• [The data]
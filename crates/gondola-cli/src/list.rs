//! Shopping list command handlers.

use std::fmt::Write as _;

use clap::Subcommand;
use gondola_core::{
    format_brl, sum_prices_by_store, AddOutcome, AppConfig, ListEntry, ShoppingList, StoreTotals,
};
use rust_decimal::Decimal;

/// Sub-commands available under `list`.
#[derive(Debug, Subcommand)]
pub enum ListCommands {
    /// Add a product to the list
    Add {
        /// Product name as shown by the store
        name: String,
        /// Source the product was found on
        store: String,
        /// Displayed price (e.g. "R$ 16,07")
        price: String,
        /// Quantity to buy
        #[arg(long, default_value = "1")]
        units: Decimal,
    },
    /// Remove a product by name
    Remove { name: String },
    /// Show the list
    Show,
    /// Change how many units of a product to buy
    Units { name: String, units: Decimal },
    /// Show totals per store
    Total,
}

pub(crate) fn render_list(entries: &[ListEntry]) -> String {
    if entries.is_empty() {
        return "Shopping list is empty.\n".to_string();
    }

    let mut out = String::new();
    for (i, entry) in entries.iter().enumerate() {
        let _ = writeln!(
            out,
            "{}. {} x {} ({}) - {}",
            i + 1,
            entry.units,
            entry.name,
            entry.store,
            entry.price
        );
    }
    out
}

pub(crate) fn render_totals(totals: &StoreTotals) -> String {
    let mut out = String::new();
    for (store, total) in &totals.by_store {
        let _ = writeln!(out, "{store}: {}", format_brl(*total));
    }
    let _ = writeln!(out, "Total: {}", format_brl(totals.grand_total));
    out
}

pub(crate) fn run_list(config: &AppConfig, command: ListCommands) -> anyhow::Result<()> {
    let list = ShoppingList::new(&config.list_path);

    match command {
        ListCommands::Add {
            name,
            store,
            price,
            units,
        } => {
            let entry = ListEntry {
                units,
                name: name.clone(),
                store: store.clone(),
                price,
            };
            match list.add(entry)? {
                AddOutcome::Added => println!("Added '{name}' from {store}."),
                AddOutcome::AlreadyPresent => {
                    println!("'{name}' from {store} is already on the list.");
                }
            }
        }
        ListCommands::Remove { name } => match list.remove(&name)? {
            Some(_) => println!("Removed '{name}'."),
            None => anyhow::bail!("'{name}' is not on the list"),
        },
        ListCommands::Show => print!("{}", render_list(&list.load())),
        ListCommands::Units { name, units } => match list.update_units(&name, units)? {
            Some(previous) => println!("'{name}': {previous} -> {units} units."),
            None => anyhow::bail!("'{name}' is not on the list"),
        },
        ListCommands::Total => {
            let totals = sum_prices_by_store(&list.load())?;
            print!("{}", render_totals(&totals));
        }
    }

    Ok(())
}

==

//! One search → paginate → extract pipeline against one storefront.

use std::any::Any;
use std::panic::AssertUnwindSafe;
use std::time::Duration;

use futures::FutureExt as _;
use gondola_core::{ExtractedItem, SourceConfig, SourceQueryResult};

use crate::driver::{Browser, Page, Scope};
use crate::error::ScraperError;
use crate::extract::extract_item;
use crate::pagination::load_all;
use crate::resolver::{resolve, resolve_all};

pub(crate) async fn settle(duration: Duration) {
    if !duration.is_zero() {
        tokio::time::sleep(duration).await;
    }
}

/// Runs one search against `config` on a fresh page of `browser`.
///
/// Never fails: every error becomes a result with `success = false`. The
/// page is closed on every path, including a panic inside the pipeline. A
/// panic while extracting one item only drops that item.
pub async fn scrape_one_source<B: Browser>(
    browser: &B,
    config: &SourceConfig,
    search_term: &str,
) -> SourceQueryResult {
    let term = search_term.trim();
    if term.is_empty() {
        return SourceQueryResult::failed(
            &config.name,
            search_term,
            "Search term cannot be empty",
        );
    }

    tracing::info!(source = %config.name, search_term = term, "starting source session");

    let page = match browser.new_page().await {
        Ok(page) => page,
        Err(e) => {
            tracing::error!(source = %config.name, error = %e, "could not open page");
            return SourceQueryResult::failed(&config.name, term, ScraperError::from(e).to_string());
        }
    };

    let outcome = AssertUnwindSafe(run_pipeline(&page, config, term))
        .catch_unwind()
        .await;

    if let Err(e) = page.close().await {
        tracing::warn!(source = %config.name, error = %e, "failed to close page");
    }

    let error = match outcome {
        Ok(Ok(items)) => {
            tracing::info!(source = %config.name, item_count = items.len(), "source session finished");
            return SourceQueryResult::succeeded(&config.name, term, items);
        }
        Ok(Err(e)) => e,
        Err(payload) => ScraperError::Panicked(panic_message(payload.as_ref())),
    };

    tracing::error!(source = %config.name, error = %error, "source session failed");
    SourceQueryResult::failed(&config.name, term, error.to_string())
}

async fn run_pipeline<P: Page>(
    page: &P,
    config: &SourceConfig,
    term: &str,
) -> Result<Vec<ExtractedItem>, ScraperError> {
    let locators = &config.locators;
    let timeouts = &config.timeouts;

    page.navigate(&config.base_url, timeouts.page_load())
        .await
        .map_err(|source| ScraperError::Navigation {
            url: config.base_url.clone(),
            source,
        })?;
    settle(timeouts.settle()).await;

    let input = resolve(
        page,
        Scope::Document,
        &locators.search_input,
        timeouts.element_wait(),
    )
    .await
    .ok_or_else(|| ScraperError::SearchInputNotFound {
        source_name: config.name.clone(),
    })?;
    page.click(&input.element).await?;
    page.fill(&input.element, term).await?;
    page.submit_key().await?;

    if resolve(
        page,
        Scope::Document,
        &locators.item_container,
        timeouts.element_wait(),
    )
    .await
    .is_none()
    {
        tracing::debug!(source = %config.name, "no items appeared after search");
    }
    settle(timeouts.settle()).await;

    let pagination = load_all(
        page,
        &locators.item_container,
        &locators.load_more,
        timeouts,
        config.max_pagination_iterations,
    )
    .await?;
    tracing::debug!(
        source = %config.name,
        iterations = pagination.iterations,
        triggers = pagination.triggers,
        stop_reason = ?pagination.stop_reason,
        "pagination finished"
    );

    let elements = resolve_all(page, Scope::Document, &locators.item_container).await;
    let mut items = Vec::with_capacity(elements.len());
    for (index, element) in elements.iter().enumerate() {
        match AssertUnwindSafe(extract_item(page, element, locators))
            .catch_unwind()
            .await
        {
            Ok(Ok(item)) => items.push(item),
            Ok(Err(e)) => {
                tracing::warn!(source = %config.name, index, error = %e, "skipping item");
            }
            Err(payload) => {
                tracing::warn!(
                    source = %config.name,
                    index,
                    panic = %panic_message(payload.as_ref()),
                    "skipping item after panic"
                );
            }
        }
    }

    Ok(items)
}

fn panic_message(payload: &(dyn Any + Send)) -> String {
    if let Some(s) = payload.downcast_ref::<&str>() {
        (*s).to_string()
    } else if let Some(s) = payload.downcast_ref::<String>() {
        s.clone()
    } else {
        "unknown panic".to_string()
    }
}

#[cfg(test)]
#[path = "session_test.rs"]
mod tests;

• [Exercise directions] Your task is to count the lines of the records that contain "Decimal". Answer with only that number.

• [Response] 3